Her late husband Rob said “There were church leaders (…) who often brought forward the excuse that they would not talk to her so long as she remained angry… Well, Patricia was not going to be calm and dispassionate because it was an issue that came from her gut”.

Patricia responded “Anger is a thing that Anglicans do not like, especially in a woman. But it’s not about me and so it was about the public. So when anyone responded to a better way of treating someone (…) that kept me going, even though I was full of self-doubt at times and being attacked by both sides and feeling not as tough as I looked”.

Patricia said “My secret was not that I was a calculating politician, always less the conscious strategist, more the closet poet. It was poetry that fuelled my energy…that gave me a passion to speak for those without a voice. I wasn’t even able to be put off by alternate lobby groups within. As one supporter of women priests put it “get off TV Patricia Brennan. Every time you speak we lose a vote”. I was smitten by that retort…but regathered my skirts and thought later – “Yeah, the point is who reverses a conscience vote because of one person when a generation stands to be affected by injustice? So forget that voter”.

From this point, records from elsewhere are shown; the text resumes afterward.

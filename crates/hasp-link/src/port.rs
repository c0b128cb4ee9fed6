//! Framed transport over a half-duplex bus line.
//!
//! [`BusPort`] is the layer between raw bytes and commands. It owns the
//! three things the line itself refuses to know about:
//!
//! - **Framing**: outgoing commands are wrapped in delimiters, incoming
//!   bytes are accumulated and reassembled by a [`StreamParser`], so a
//!   frame split across reads comes out whole and noise comes out not at
//!   all.
//! - **Direction discipline**: the port tracks which way the line points
//!   and is the only place that switches it. Every switch, in either
//!   direction, is followed by a settle delay before traffic continues,
//!   giving the transceivers on a multi-drop bus time to turn around.
//! - **Read recovery**: a transient read error closes and reopens the
//!   line after a backoff, then resumes. Only a line that cannot be
//!   reopened is allowed to escape as an error.
//!
//! The port idles in receive, switching to transmit just long enough to
//! put one frame on the wire.

use crate::error::{LinkError, Result};
use bytes::BytesMut;
use hasp_core::constants::{REOPEN_BACKOFF_MS, SETTLE_DELAY_MS};
use hasp_hardware::traits::{BusLine, LineDirection};
use hasp_protocol::{Command, Frame, StreamParser};
use std::time::Duration;
use tracing::{debug, trace, warn};

/// Configuration for a bus port.
#[derive(Debug, Clone)]
pub struct BusPortConfig {
    /// Delay after every direction switch before the line is used.
    pub settle: Duration,

    /// Delay before reopening the line after a transient read error.
    pub reopen_backoff: Duration,
}

impl Default for BusPortConfig {
    fn default() -> Self {
        Self {
            settle: Duration::from_millis(SETTLE_DELAY_MS),
            reopen_backoff: Duration::from_millis(REOPEN_BACKOFF_MS),
        }
    }
}

/// Framed, direction-disciplined transport over one [`BusLine`].
///
/// Expects the line to start in receive direction, which every
/// implementation in the hardware crate guarantees after open and after
/// reopen.
#[derive(Debug)]
pub struct BusPort<L> {
    line: L,
    parser: StreamParser,
    scratch: BytesMut,
    direction: LineDirection,
    config: BusPortConfig,
}

impl<L: BusLine> BusPort<L> {
    /// Create a port with the default timing configuration.
    pub fn new(line: L) -> Self {
        Self::with_config(line, BusPortConfig::default())
    }

    /// Create a port with explicit timing configuration.
    pub fn with_config(line: L, config: BusPortConfig) -> Self {
        Self {
            line,
            parser: StreamParser::new(),
            scratch: BytesMut::new(),
            direction: LineDirection::Receive,
            config,
        }
    }

    /// The direction the port currently holds the line in.
    #[must_use]
    pub fn direction(&self) -> LineDirection {
        self.direction
    }

    /// Identifier of the underlying line for logs.
    #[must_use]
    pub fn descriptor(&self) -> String {
        self.line.descriptor()
    }

    /// Frame and transmit one command, then release the line.
    ///
    /// Switches to transmit (with settle), writes the frame until it has
    /// drained onto the wire, and switches back to receive (with settle).
    /// The port is always listening again by the time this returns, so a
    /// prompt response cannot slip by unheard.
    ///
    /// # Errors
    ///
    /// Returns an error if the line write or direction control fails.
    pub async fn send_command(&mut self, command: &Command) -> Result<()> {
        let frame = Frame::from(command).with_delimiters();
        trace!(
            line = %self.line.descriptor(),
            command = %command,
            size = frame.size(),
            "transmitting frame"
        );

        self.ensure_direction(LineDirection::Transmit).await?;
        let sent = self.line.send(frame.as_bytes()).await;
        // Release the line even when the write failed; a port stuck in
        // transmit deafens the whole node.
        let released = self.ensure_direction(LineDirection::Receive).await;
        sent?;
        released
    }

    /// Poll for one received command without blocking.
    ///
    /// Pulls whatever bytes the line has pending into the accumulation
    /// buffer and returns the first complete command, or `None` when no
    /// complete frame has arrived yet. Partial frames stay buffered
    /// across calls; malformed frames are dropped silently.
    ///
    /// A transient read error is absorbed here: the line is reopened
    /// after a backoff and `None` is returned, with whatever had been
    /// accumulated still intact.
    ///
    /// # Errors
    ///
    /// Returns an error if the line cannot be reopened, or if a frame
    /// carries an unknown action, which the caller must judge because
    /// only it knows whether the frame was addressed to it.
    pub async fn try_receive(&mut self) -> Result<Option<Command>> {
        self.ensure_direction(LineDirection::Receive).await?;

        match self.line.recv_available(&mut self.scratch).await {
            Ok(0) => {}
            Ok(n) => {
                trace!(line = %self.line.descriptor(), bytes = n, "line delivered bytes");
                self.parser.feed(&self.scratch);
                self.scratch.clear();
            }
            Err(e) if e.is_fatal() => return Err(e.into()),
            Err(e) => {
                warn!(
                    line = %self.line.descriptor(),
                    error = %e,
                    "transient read error, reopening line"
                );
                self.scratch.clear();
                tokio::time::sleep(self.config.reopen_backoff).await;
                self.line.reopen().await?;
                self.direction = LineDirection::Receive;
                debug!(line = %self.line.descriptor(), "line reopened");
                return Ok(None);
            }
        }

        while let Some(frame) = self.parser.next_frame() {
            match Command::try_from(frame) {
                Ok(command) => {
                    trace!(line = %self.line.descriptor(), command = %command, "received command");
                    return Ok(Some(command));
                }
                Err(e) if e.is_silent() => {
                    trace!(line = %self.line.descriptor(), error = %e, "dropping malformed frame");
                }
                Err(e) => return Err(e.into()),
            }
        }

        Ok(None)
    }

    async fn ensure_direction(&mut self, target: LineDirection) -> Result<()> {
        if self.direction == target {
            return Ok(());
        }

        self.line.set_direction(target).await?;
        self.direction = target;
        tokio::time::sleep(self.config.settle).await;
        Ok(())
    }
}

#[cfg(test)]
mod tests {
    use super::*;
    use hasp_core::types::{Action, LockerAddress};
    use hasp_hardware::mock::MockBusLine;
    use tokio::time::Instant;

    fn unlock_command(address: &str) -> Command {
        Command::unlock(LockerAddress::new(address).unwrap(), "alice")
    }

    /// Put one framed command on the wire from the peer end.
    async fn peer_send(peer: &mut MockBusLine, command: &Command) {
        let frame = Frame::from(command).with_delimiters();
        peer.set_direction(LineDirection::Transmit).await.unwrap();
        peer.send(frame.as_bytes()).await.unwrap();
        peer.set_direction(LineDirection::Receive).await.unwrap();
    }

    #[tokio::test(start_paused = true)]
    async fn test_send_switches_and_releases_line() {
        let (line, mut peer) = MockBusLine::pair();
        let handle = line.handle();
        let mut port = BusPort::new(line);

        port.send_command(&unlock_command("A1")).await.unwrap();

        assert_eq!(
            handle.switch_log(),
            vec![LineDirection::Transmit, LineDirection::Receive]
        );
        assert_eq!(port.direction(), LineDirection::Receive);

        // The peer received one framed command.
        let mut buf = BytesMut::new();
        peer.recv_available(&mut buf).await.unwrap();
        assert!(buf.starts_with(b";;;"));
        assert!(buf.ends_with(b";;;\n"));
    }

    #[tokio::test(start_paused = true)]
    async fn test_send_settles_after_both_switches() {
        let (line, _peer) = MockBusLine::pair();
        let mut port = BusPort::new(line);

        let before = Instant::now();
        port.send_command(&unlock_command("A1")).await.unwrap();
        let elapsed = before.elapsed();

        let settle = Duration::from_millis(SETTLE_DELAY_MS);
        assert!(
            elapsed >= settle * 2,
            "expected two settle delays, got {elapsed:?}"
        );
    }

    #[tokio::test(start_paused = true)]
    async fn test_try_receive_is_non_blocking_when_idle() {
        let (line, _peer) = MockBusLine::pair();
        let mut port = BusPort::new(line);

        let before = Instant::now();
        assert!(port.try_receive().await.unwrap().is_none());
        // Already in receive: no switch, no settle.
        assert_eq!(before.elapsed(), Duration::ZERO);
    }

    #[tokio::test(start_paused = true)]
    async fn test_try_receive_reassembles_split_frame() {
        let (line, mut peer) = MockBusLine::pair();
        let mut port = BusPort::new(line);

        let frame = Frame::from(&unlock_command("A1")).with_delimiters();
        let bytes = frame.as_bytes();
        let (head, tail) = bytes.split_at(bytes.len() / 2);

        peer.set_direction(LineDirection::Transmit).await.unwrap();
        peer.send(head).await.unwrap();
        assert!(port.try_receive().await.unwrap().is_none());

        peer.send(tail).await.unwrap();
        let command = port.try_receive().await.unwrap().unwrap();
        assert_eq!(command.assign_to.as_str(), "A1");
        assert_eq!(command.action, Action::Unlock);
    }

    #[tokio::test(start_paused = true)]
    async fn test_try_receive_skips_malformed_frames_silently() {
        let (line, mut peer) = MockBusLine::pair();
        let mut port = BusPort::new(line);

        peer.set_direction(LineDirection::Transmit).await.unwrap();
        peer.send(b";;;this is not json;;;\n").await.unwrap();
        peer.set_direction(LineDirection::Receive).await.unwrap();
        peer_send(&mut peer, &unlock_command("A1")).await;

        let command = port.try_receive().await.unwrap().unwrap();
        assert_eq!(command.assign_to.as_str(), "A1");
    }

    #[tokio::test(start_paused = true)]
    async fn test_try_receive_surfaces_unknown_action() {
        let (line, mut peer) = MockBusLine::pair();
        let mut port = BusPort::new(line);

        let payload = r#"{"assign_to":"A1","action":"REBOOT","actor":"eve","timestamp":"2025-06-01T12:00:00"}"#;
        peer.set_direction(LineDirection::Transmit).await.unwrap();
        peer.send(format!(";;;{payload};;;\n").as_bytes())
            .await
            .unwrap();

        let error = port.try_receive().await.unwrap_err();
        assert!(matches!(
            error,
            LinkError::Frame(hasp_protocol::FrameError::UnknownAction { .. })
        ));

        // The port survives; the offending frame is gone.
        assert!(port.try_receive().await.unwrap().is_none());
    }

    #[tokio::test(start_paused = true)]
    async fn test_try_receive_reopens_after_transient_error() {
        let (line, mut peer) = MockBusLine::pair();
        let handle = line.handle();
        let mut port = BusPort::new(line);

        handle.inject_read_errors(1);
        assert!(port.try_receive().await.unwrap().is_none());
        assert_eq!(handle.reopen_count(), 1);

        // Traffic resumes on the reopened line.
        peer_send(&mut peer, &unlock_command("A1")).await;
        let command = port.try_receive().await.unwrap().unwrap();
        assert_eq!(command.assign_to.as_str(), "A1");
    }

    #[tokio::test(start_paused = true)]
    async fn test_accumulated_partial_frame_survives_reopen() {
        let (line, mut peer) = MockBusLine::pair();
        let handle = line.handle();
        let mut port = BusPort::new(line);

        let frame = Frame::from(&unlock_command("A1")).with_delimiters();
        let bytes = frame.as_bytes();
        let (head, tail) = bytes.split_at(bytes.len() / 2);

        // The head reaches the accumulation buffer, then the line hiccups.
        peer.set_direction(LineDirection::Transmit).await.unwrap();
        peer.send(head).await.unwrap();
        assert!(port.try_receive().await.unwrap().is_none());

        handle.inject_read_errors(1);
        assert!(port.try_receive().await.unwrap().is_none());
        assert_eq!(handle.reopen_count(), 1);

        // The tail arrives on the reopened line and completes the frame
        // held across the reopen.
        peer.send(tail).await.unwrap();
        let command = port.try_receive().await.unwrap().unwrap();
        assert_eq!(command.assign_to.as_str(), "A1");
    }

    #[tokio::test(start_paused = true)]
    async fn test_queued_frames_drain_one_per_call() {
        let (line, mut peer) = MockBusLine::pair();
        let mut port = BusPort::new(line);

        peer_send(&mut peer, &unlock_command("A1")).await;
        peer_send(&mut peer, &unlock_command("B2")).await;

        assert_eq!(
            port.try_receive().await.unwrap().unwrap().assign_to.as_str(),
            "A1"
        );
        assert_eq!(
            port.try_receive().await.unwrap().unwrap().assign_to.as_str(),
            "B2"
        );
        assert!(port.try_receive().await.unwrap().is_none());
    }
}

Patricia had a great sense of humour and the dramatic. MOW concerts were a place where satire of the Church and its history was often performed in song and drama, a healing balm for the opposition and oppression we experienced. Who could forget her impersonations of Elizabeth Schussler-Fiorenza, feminist theologian, with her thick German accent, or of being interviewed as Saint Augustine on his attitudes towards women?

Women were ordained in the Anglican Church of Australia in 1992. Patricia was then back in Sydney where she had started 20 years ago. She said “This meant the end of my prophetic role…with what was locally not only a failed quest but patently hailed as a victory for true Christianity. I could no longer pew sit under the authority of the Jensens and Moore College. I went into existential mourning in the desert. Like Peter after the crucifixion, I took my concerns back to fishing. That is medicine, except that I chose to relive reform by becoming a forensic physician working in Emergency Departments and courts with abused patients especially women and children but without gender bias, sometimes with fierce opposition”. She made her impact in this area. In 2009 she became acting Medical Director of the clinical Forensic Unit of NSW Police, and in 2010 she was appointed a Visiting Fellow in Law at the University of NSW. Sadly, Patricia died in 2011. She is remembered at the Liverpool Sexual Assault Unit in Sydney where she was Medical Director. It is named The Brennan Unit in her honour.

We give thanks for the life of Patricia Brennan and for all poets, prophets, and writers.